Мари укрепляла свою власть над молодым аббатом. Он больше не спал. Не в силах заставить себя заниматься чем-то другим, он каждый день с интересом и страхом ждал встреч в исповедальне. Он стал увядать на глазах. Казалось, Мари тащит его за собой – в свой мир, в свой возраст, обременяя молодого человека своей усталостью и дряхлостью… Впрочем, она этого не замечала и любовалась Габриелем, как и прежде.

Для священника, как и для самой грешницы, самый захватывающий момент исповеди оказался связан с Руди, сёрфером и единственной настоящей страстью в жизни Мари, до него она не могла и вообразить сокрушительную мощь сексуального влечения. Удивленная тем, что какой-то мужчина владеет ее мыслями с утра до ночи, Мари сперва приняла свои чувства за любовь, но вскоре поняла, что ее просто-напросто физически тянет к нему, что она мечтает о его ласках, о светлых волосках на его груди, о его запахе, представляет тяжесть его тела. В Руди было что-то дразнящее, притягивающее, щекочущее нервы; он умел создать вокруг себя ауру исключительной чувственности, которая наполняла Мари, пока любовник был рядом, и опустошала, когда тот уходил. Рассказ об эротических фантазиях, связанных с Руди, вызвал у Мари что-то вроде тропической лихорадки, приятного и неловкого ощущения, в котором прошлое смешивалось с настоящим; закончив рассказ, она покинула исповедальню, страстно желая поцеловать молодого священника в губы, сорвать с него сутану и прикоснуться к его коже. Ее страсть к Габриелю только усиливалась.

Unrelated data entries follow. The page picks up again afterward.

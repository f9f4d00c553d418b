//! Styler error types.
//!
//! Errors are reported per node and joined into a single
//! [`StylerError::Aggregate`] so one broken node never hides the others.

use crate::label::LabelError;
use thiserror::Error;

/// Errors that can occur while applying configuration or engaging clusters.
#[derive(Debug, Error)]
pub enum StylerError {
    /// Node selector cannot be turned into a predicate
    #[error("Invalid selector for node {node}: {message}")]
    InvalidSelector {
        /// Node the selector belongs to
        node: String,
        /// What is wrong with it
        message: String,
    },

    /// Label template of a node failed to compile
    #[error("Invalid label for node {node}: {source}")]
    Label {
        /// Node the label belongs to
        node: String,
        /// Underlying expression error
        #[source]
        source: LabelError,
    },

    /// A watcher could not be engaged with a cluster
    #[error("Failed to engage cluster {cluster} for {watcher}: {message}")]
    Engage {
        /// Cluster being engaged
        cluster: String,
        /// Watcher that failed
        watcher: String,
        /// Reason
        message: String,
    },

    /// Several independent failures
    #[error("{}", join_messages(.0))]
    Aggregate(Vec<StylerError>),
}

impl StylerError {
    /// Join errors into one, `Ok` when there are none.
    ///
    /// A single error is returned as is rather than wrapped.
    pub fn join(mut errors: Vec<StylerError>) -> Result<(), StylerError> {
        match errors.len() {
            0 => Ok(()),
            1 => Err(errors.remove(0)),
            _ => Err(StylerError::Aggregate(errors)),
        }
    }

    /// Number of leaf errors contained
    pub fn count(&self) -> usize {
        match self {
            StylerError::Aggregate(errors) => errors.iter().map(StylerError::count).sum(),
            _ => 1,
        }
    }
}

fn join_messages(errors: &[StylerError]) -> String {
    errors
        .iter()
        .map(ToString::to_string)
        .collect::<Vec<_>>()
        .join("; ")
}
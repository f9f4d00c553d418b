//! Diagram Live
//!
//! Watches the resources bound to the nodes of a Mermaid diagram across one
//! or more clusters and keeps a styled copy of the diagram on disk.
//!
//! `diagram-live run` options can also be set through the environment:
//! - `CONFIG_PATH`: node selector configuration (YAML, required)
//! - `DIAGRAM_PATH`: Mermaid source of the diagram (required)
//! - `OUTPUT_PATH`: where the styled diagram is written (default `diagram.styled.mmd`)
//! - `KUBECONFIG_DIR`: directory of kubeconfig files, one cluster per context
//!   (default: the default kubeconfig)
//! - `CLUSTER_RESCAN_SECS`: how often the kubeconfigs are rescanned (default 5)
//!
//! `diagram-live generate` writes a starter config and diagram from the
//! resources found in the clusters.

mod cli;
mod controller;
mod error;
mod generate;
mod watch;

use anyhow::Result;
use clap::Parser;
use cli::{Cli, Command};
use controller::Controller;
use tracing::{debug, info};
use tracing_subscriber::EnvFilter;

#[tokio::main]
async fn main() -> Result<()> {
    let cli = Cli::parse();

    let filter = EnvFilter::try_from_default_env().unwrap_or_else(|_| EnvFilter::new("info"));
    tracing_subscriber::fmt().with_env_filter(filter).init();

    // kube talks TLS through rustls; pin the ring provider
    if rustls::crypto::ring::default_provider().install_default().is_err() {
        debug!("rustls crypto provider already installed");
    }

    match cli.command {
        Command::Run(settings) => {
            info!("Starting Diagram Live");
            info!("Configuration:");
            info!("  Config: {}", settings.config_path.display());
            info!("  Diagram: {}", settings.diagram_path.display());
            info!("  Output: {}", settings.output_path.display());
            info!("  Kubeconfigs: {}", settings.clusters.describe());
            info!("  Cluster rescan: {}s", settings.cluster_rescan_secs);

            let controller = Controller::new(settings).await?;
            controller.run().await?;
        }
        Command::Generate(args) => generate::run(&args).await?,
    }

    Ok(())
}
//! Kubernetes-backed cluster client
//!
//! Resolves kinds through API discovery once per kind and keeps the result,
//! then serves get/list/watch through `Api<DynamicObject>`.

use crate::cluster_trait::{ClusterClient, EventStream};
use crate::error::ClusterError;
use crate::query::{ResourceQuery, ServedKind};
use futures::{StreamExt, TryStreamExt, stream};
use kube::api::{Api, ApiResource, DynamicObject, GroupVersionKind};
use kube::discovery::{self, ApiCapabilities, Discovery, Scope, verbs};
use kube::Client;
use kube_runtime::{WatchStreamExt, watcher};
use std::collections::HashMap;
use std::sync::Arc;
use tokio::sync::RwLock;
use tracing::debug;

/// A named cluster reached through a `kube::Client`
#[derive(Clone)]
pub struct KubeCluster {
    name: String,
    client: Client,
    /// Discovered kinds keyed by `apiVersion/kind`
    kinds: Arc<RwLock<HashMap<String, (ApiResource, ApiCapabilities)>>>,
}

impl std::fmt::Debug for KubeCluster {
    fn fmt(&self, f: &mut std::fmt::Formatter<'_>) -> std::fmt::Result {
        f.debug_struct("KubeCluster").field("name", &self.name).finish_non_exhaustive()
    }
}

impl KubeCluster {
    /// Creates a cluster handle from an existing client
    pub fn new(name: impl Into<String>, client: Client) -> Self {
        Self {
            name: name.into(),
            client,
            kinds: Arc::new(RwLock::new(HashMap::new())),
        }
    }

    /// The underlying Kubernetes client
    pub fn client(&self) -> &Client {
        &self.client
    }

    async fn resolve(
        &self,
        gvk: &GroupVersionKind,
    ) -> Result<(ApiResource, ApiCapabilities), ClusterError> {
        let key = kind_key(gvk);
        if let Some(found) = self.kinds.read().await.get(&key) {
            return Ok(found.clone());
        }

        debug!(cluster = %self.name, kind = %key, "Discovering kind");
        let resolved = discovery::pinned_kind(&self.client, gvk)
            .await
            .map_err(|e| ClusterError::Discovery {
                kind: key.clone(),
                message: e.to_string(),
            })?;

        self.kinds.write().await.insert(key, resolved.clone());
        Ok(resolved)
    }

    async fn api(
        &self,
        gvk: &GroupVersionKind,
        namespace: Option<&str>,
    ) -> Result<Api<DynamicObject>, ClusterError> {
        let (resource, capabilities) = self.resolve(gvk).await?;
        let api = match (&capabilities.scope, namespace) {
            (Scope::Namespaced, Some(ns)) => {
                Api::namespaced_with(self.client.clone(), ns, &resource)
            }
            _ => Api::all_with(self.client.clone(), &resource),
        };
        Ok(api)
    }
}

#[async_trait::async_trait]
impl ClusterClient for KubeCluster {
    fn name(&self) -> &str {
        &self.name
    }

    async fn get(
        &self,
        gvk: &GroupVersionKind,
        namespace: Option<&str>,
        name: &str,
    ) -> Result<DynamicObject, ClusterError> {
        let api = self.api(gvk, namespace).await?;
        api.get_opt(name).await?.ok_or_else(|| {
            ClusterError::NotFound(format!(
                "{} {}/{}",
                kind_key(gvk),
                namespace.unwrap_or_default(),
                name
            ))
        })
    }

    async fn list(&self, query: &ResourceQuery) -> Result<Vec<DynamicObject>, ClusterError> {
        let api = self.api(&query.gvk, query.namespace.as_deref()).await?;
        let list = api.list(&query.list_params()).await?;
        Ok(list.items)
    }

    fn watch(&self, query: &ResourceQuery) -> EventStream {
        let cluster = self.clone();
        let query = query.clone();
        stream::once(async move {
            match cluster.api(&query.gvk, query.namespace.as_deref()).await {
                Ok(api) => watcher(api, query.watcher_config())
                    .default_backoff()
                    .map_err(ClusterError::from)
                    .boxed(),
                Err(e) => stream::iter([Err(e)]).boxed(),
            }
        })
        .flatten()
        .boxed()
    }

    async fn served_kinds(&self) -> Result<Vec<ServedKind>, ClusterError> {
        let discovery = Discovery::new(self.client.clone())
            .run()
            .await
            .map_err(|e| ClusterError::Discovery {
                kind: "*".to_string(),
                message: e.to_string(),
            })?;

        let mut served = Vec::new();
        let mut kinds = self.kinds.write().await;
        for group in discovery.groups() {
            for (resource, capabilities) in group.recommended_resources() {
                let gvk = GroupVersionKind::gvk(&resource.group, &resource.version, &resource.kind);
                served.push(ServedKind {
                    plural: resource.plural.clone(),
                    namespaced: matches!(capabilities.scope, Scope::Namespaced),
                    listable: capabilities.supports_operation(verbs::LIST),
                    gvk: gvk.clone(),
                });
                // Later lookups of the same kind skip discovery
                kinds.entry(kind_key(&gvk)).or_insert((resource, capabilities));
            }
        }
        debug!(cluster = %self.name, kinds = served.len(), "Discovered served kinds");
        Ok(served)
    }
}

fn kind_key(gvk: &GroupVersionKind) -> String {
    if gvk.group.is_empty() {
        format!("{}/{}", gvk.version, gvk.kind)
    } else {
        format!("{}/{}/{}", gvk.group, gvk.version, gvk.kind)
    }
}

Тем временем вовсю цвела весна, и посиделки в тесной душной исповедальне становились пыткой. После исповеди священник и грешница расставались бледными как мел и совершенно обессиленными, однако на следующий день вновь приходили на место встречи.

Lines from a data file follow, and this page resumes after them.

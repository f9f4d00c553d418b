//! Unit tests for the node watcher

use super::*;
use crate::label::{CelEvaluator, LabelEvaluator};
use crate::test_utils::{database, database_gvk, eventually, label_node};
use cluster_client::MockCluster;
use diagram_config::ResourceStatus;

struct Fixture {
    watcher: NodeWatcher,
    styling: Arc<Styling>,
    cluster: MockCluster,
    token: CancellationToken,
}

fn fixture(node: Node, label: Option<&str>) -> Fixture {
    let styling = Arc::new(Styling::new());
    let token = CancellationToken::new();
    let label = label.map(|template| CelEvaluator::new().compile(template).unwrap());
    let watcher = NodeWatcher::new(
        "db",
        "hash-1",
        node,
        label,
        Arc::new(RwLock::new(Style::default())),
        Arc::clone(&styling),
        token.child_token(),
    );
    Fixture {
        watcher,
        styling,
        cluster: MockCluster::new("c1"),
        token,
    }
}

fn style_of(styling: &Styling) -> String {
    styling
        .fragment("db")
        .map(|f| f.style_line().to_string())
        .unwrap_or_default()
}

#[tokio::test]
async fn test_refresh_publishes_absent_fragment() {
    let f = fixture(label_node("c1", "payments"), None);
    f.watcher.refresh();
    assert_eq!(style_of(&f.styling), "style db stroke:#808080\n");
    assert_eq!(f.watcher.state().status, ResourceStatus::Absent);
}

#[tokio::test]
async fn test_ignores_other_clusters() {
    let f = fixture(label_node("c1", "payments"), None);
    let other = MockCluster::new("c2");

    f.watcher.engage("c2", Arc::new(other.clone())).unwrap();

    assert!(f.watcher.engaged_clusters().is_empty());
    assert_eq!(other.watches_opened(), 0, "No watch for a foreign cluster");
}

#[tokio::test]
async fn test_tracks_matching_resources() {
    let f = fixture(label_node("c1", "payments"), None);
    f.cluster.apply(database("default", "main", "payments"));
    f.cluster.apply(database("default", "other", "billing"));

    f.watcher.engage("c1", Arc::new(f.cluster.clone())).unwrap();
    eventually("initial listing", || f.watcher.tracked().len() == 1).await;
    assert_eq!(style_of(&f.styling), "style db stroke:#00FF00\n");

    f.cluster.apply(database("default", "replica", "payments"));
    eventually("replica tracked", || f.watcher.tracked().len() == 2).await;

    f.cluster.delete(&database_gvk(), Some("default"), "main");
    f.cluster.delete(&database_gvk(), Some("default"), "replica");
    eventually("all deleted", || f.watcher.tracked().is_empty()).await;
    assert_eq!(style_of(&f.styling), "style db stroke:#808080\n");
}

#[tokio::test]
async fn test_label_drift_untracks_resource() {
    let f = fixture(label_node("c1", "payments"), None);
    f.cluster.apply(database("default", "main", "payments"));
    f.watcher.engage("c1", Arc::new(f.cluster.clone())).unwrap();
    eventually("tracked", || f.watcher.tracked().len() == 1).await;

    f.cluster.apply(database("default", "main", "billing"));
    eventually("untracked after relabel", || f.watcher.tracked().is_empty()).await;
}

#[tokio::test]
async fn test_label_is_rendered_and_failures_fall_back_to_style() {
    let f = fixture(
        label_node("c1", "payments"),
        Some(r#"resources[0].metadata.name + " x" + string(size(resources))"#),
    );

    // Index 0 on an empty list fails: style only
    f.watcher.refresh();
    let fragment = f.styling.fragment("db").unwrap();
    assert!(fragment.label_line().is_none(), "Failed label must be omitted");

    f.cluster.apply(database("default", "main", "payments"));
    f.watcher.engage("c1", Arc::new(f.cluster.clone())).unwrap();
    eventually("label rendered", || {
        f.styling
            .fragment("db")
            .and_then(|f| f.label_line().map(str::to_string))
            .as_deref()
            == Some("db[main x1]\n")
    })
    .await;
}

#[tokio::test]
async fn test_disengage_clears_tracked_resources() {
    let f = fixture(label_node("c1", "payments"), None);
    f.cluster.apply(database("default", "main", "payments"));
    f.watcher.engage("c1", Arc::new(f.cluster.clone())).unwrap();
    eventually("tracked", || f.watcher.tracked().len() == 1).await;

    f.watcher.disengage("c1");

    assert!(f.watcher.tracked().is_empty());
    assert!(f.watcher.engaged_clusters().is_empty());
    assert_eq!(style_of(&f.styling), "style db stroke:#808080\n");
}

#[tokio::test]
async fn test_replacing_cluster_resyncs() {
    let f = fixture(label_node("c1", "payments"), None);
    f.cluster.apply(database("default", "old", "payments"));
    f.watcher.engage("c1", Arc::new(f.cluster.clone())).unwrap();
    eventually("old tracked", || f.watcher.tracked().len() == 1).await;

    let replacement = MockCluster::new("c1");
    replacement.apply(database("default", "new", "payments"));
    f.watcher.engage("c1", Arc::new(replacement.clone())).unwrap();

    eventually("resynced to replacement", || {
        f.watcher
            .tracked()
            .iter()
            .map(|k| k.name.as_str())
            .eq(["new"])
    })
    .await;
    assert_eq!(f.watcher.engaged_clusters(), vec!["c1"]);
}

#[tokio::test]
async fn test_stopped_watcher_does_not_publish() {
    let f = fixture(label_node("c1", "payments"), None);
    f.watcher.engage("c1", Arc::new(f.cluster.clone())).unwrap();
    eventually("listing done", || f.styling.fragment("db").is_some()).await;

    f.token.cancel();
    assert!(f.watcher.is_stopped(), "Parent cancellation stops the watcher");
    f.styling.remove_fragment("db");

    f.cluster.apply(database("default", "main", "payments"));
    f.watcher.refresh();
    tokio::time::sleep(std::time::Duration::from_millis(50)).await;

    assert!(f.styling.fragment("db").is_none(), "Stopped watcher must not resurrect its fragment");
    assert!(f.watcher.engage("c1", Arc::new(f.cluster.clone())).is_ok());
    assert_eq!(f.cluster.watches_opened(), 1, "Stopped watcher opens no new watch");
}

#[tokio::test]
async fn test_engage_without_runtime_fails() {
    let f = fixture(label_node("c1", "payments"), None);
    let watcher = f.watcher.clone();
    let cluster: Arc<dyn ClusterClient> = Arc::new(f.cluster.clone());

    let result = std::thread::spawn(move || watcher.engage("c1", cluster))
        .join()
        .unwrap();
    assert!(matches!(result, Err(StylerError::Engage { .. })));
}

#[tokio::test]
async fn test_selector_matching_nothing_opens_no_watch() {
    let mut node = label_node("c1", "payments");
    node.selector.label_selector = None;
    let f = fixture(node, None);

    f.watcher.engage("c1", Arc::new(f.cluster.clone())).unwrap();
    assert_eq!(f.cluster.watches_opened(), 0);
    assert_eq!(f.watcher.predicate(), &ResourcePredicate::Nothing);
}

#[tokio::test]
async fn test_apply_event_relist_prunes_unseen() {
    let f = fixture(label_node("c1", "payments"), None);
    let token = CancellationToken::new();
    let state = &f.watcher.inner;
    let mut relist = None;

    state.apply_event("c1", watcher::Event::Apply(database("default", "a", "payments")), &mut relist, &token);
    state.apply_event("c1", watcher::Event::Apply(database("default", "b", "payments")), &mut relist, &token);
    assert_eq!(f.watcher.tracked().len(), 2);

    assert!(!state.apply_event("c1", watcher::Event::Init, &mut relist, &token));
    assert!(!state.apply_event(
        "c1",
        watcher::Event::InitApply(database("default", "b", "payments")),
        &mut relist,
        &token
    ));
    assert!(state.apply_event("c1", watcher::Event::InitDone, &mut relist, &token));

    let names: Vec<String> = f.watcher.tracked().into_iter().map(|k| k.name).collect();
    assert_eq!(names, vec!["b"], "Resources missing from the re-list are pruned");

    token.cancel();
    assert!(
        !state.apply_event("c1", watcher::Event::Delete(database("default", "b", "payments")), &mut relist, &token),
        "Cancelled engagements must not mutate"
    );
    assert_eq!(f.watcher.tracked().len(), 1);
}

#[tokio::test]
async fn test_recheck_drops_missing_resources() {
    let f = fixture(label_node("c1", "payments"), None);
    let token = CancellationToken::new();
    let state = &f.watcher.inner;
    let mut relist = None;
    state.apply_event("c1", watcher::Event::Apply(database("default", "gone", "payments")), &mut relist, &token);
    state.apply_event("c1", watcher::Event::Apply(database("default", "kept", "payments")), &mut relist, &token);
    f.cluster.apply(database("default", "kept", "payments"));

    assert!(state.recheck(&f.cluster, &token).await);
    let names: Vec<String> = f.watcher.tracked().into_iter().map(|k| k.name).collect();
    assert_eq!(names, vec!["kept"]);

    // Transient errors keep what is tracked
    f.cluster.set_unavailable(true);
    assert!(!state.recheck(&f.cluster, &token).await);
    assert_eq!(f.watcher.tracked().len(), 1);
}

Мари веселилась, испытывая нервы Габриеля, словно молодой аббат был ее любовником, которого возбуждали подробности смелых, неожиданных и даже запретных действий. Она рассказывала о том, как топила Руди, подчеркивая жестокость и грубость своего поступка. Впрочем, в тот вечер Руди выпил лишнего, а потому ему не хватило ни ловкости, ни проницательности, чтобы помешать Мари утопить его в ванне. Наслаждаясь каждой деталью, грешница поведала о том, с каким хладнокровием она заметала следы; с особенным удовольствием она рассказала, как они с сестрой завернули труп в ковер, уложили в багажник краденой машины, помчались за семьсот километров, сели на судно, отплывающее в Бретань, по дороге выбросили тело с привязанным грузом в воду, а потом ранним утром возвратились домой, отмыли машину, вместе с ключами бросили ее на парковке, чтобы какие-нибудь проходимцы оставили на ней свои отпечатки пальцев. Все это происходило вдали от Сен-Сорлен, в Биаррице, где Мари на деньги своих покойных мужей снимала дом.

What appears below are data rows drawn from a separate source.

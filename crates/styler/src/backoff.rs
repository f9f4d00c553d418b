//! Pacing for reopening watch streams.
//!
//! A watch stream usually ends because the API server went away. All node
//! watchers of that cluster see the end at about the same time, so reopening
//! immediately turns one outage into a burst of list calls per node. Delays
//! follow the Fibonacci sequence: the first reopen is fast, a cluster that
//! stays down is retried at most once a minute. A stream that finishes its
//! initial listing counts as healthy and starts the sequence over.

use std::time::Duration;

/// Delays between reopen attempts: 1s, 1s, 2s, 3s, 5s, ... capped at the maximum
#[derive(Debug, Clone)]
pub struct FibonacciBackoff {
    first: Duration,
    max: Duration,
    prev: Duration,
    current: Duration,
}

impl Default for FibonacciBackoff {
    fn default() -> Self {
        Self::new(Duration::from_secs(1), Duration::from_secs(60))
    }
}

impl FibonacciBackoff {
    /// Sequence starting at `first` that never exceeds `max`
    #[must_use]
    pub fn new(first: Duration, max: Duration) -> Self {
        Self {
            first,
            max,
            prev: Duration::ZERO,
            current: first.min(max),
        }
    }

    /// Delay before the next reopen
    pub fn next_delay(&mut self) -> Duration {
        let delay = self.current;
        self.current = (self.prev + self.current).min(self.max);
        self.prev = delay;
        delay
    }

    /// Start over after a healthy stream
    pub fn reset(&mut self) {
        *self = Self::new(self.first, self.max);
    }
}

Впервые в жизни она призналась в убийстве Ольги, постоянной любовницы Руди, к которой он возвращался всякий раз, закончив роман с очередной пожилой дамой. Обеспокоившись пропажей любовника, Ольга нагрянула прямо к Мари, обвинила ее в убийстве ненаглядного сёрфера и пригрозила, что обратится в полицию. Ни на секунду не выдав ни волнения, ни страха, Мари заявила, что Руди сбежал за границу и передал ей деньги для Ольги. Упоминание о возможности сорвать куш остановило Ольгу, она приняла ложь за правду и отложила свой поход в полицию. Мари назначила ей свидание поздно вечером, на террасе одного бара, где собиралась местная молодежь. Она вручила девушке конверт с несколькими купюрами, подмешала в коктейль яд, пообещала передать оставшуюся сумму следующим утром и оставила Ольгу в компании пьяных весельчаков.

Несмотря на то что пресса умолчала об исчезновении Ольги, Мари была уверена, что девушка умерла, – иначе она непременно пришла бы за своими деньгами.

Слушая, как Мари повествует об убийствах, воровстве, шантаже и разврате, Габриель был близок к обмороку. Мари нравилось замешательство священника, ей казалось, будто она открывает для него реальный, жестокий, враждебный мир. Она словно лишала его невинности.

Отныне Иветте оставалось плакать в полном одиночестве, и стоило ей появиться перед священником, как он отсылал ее назад, обещая выслушать, как только будет свободная минутка. С другими кающимися аббат разбирался еще быстрее. И хотя он служил мессу с прежним тщанием, теперь Габриель уже был не свободен, его преследовали признания убийцы, одержимой своими преступлениями. Мари Морестье победила. Она властвовала над ним и над всей деревней.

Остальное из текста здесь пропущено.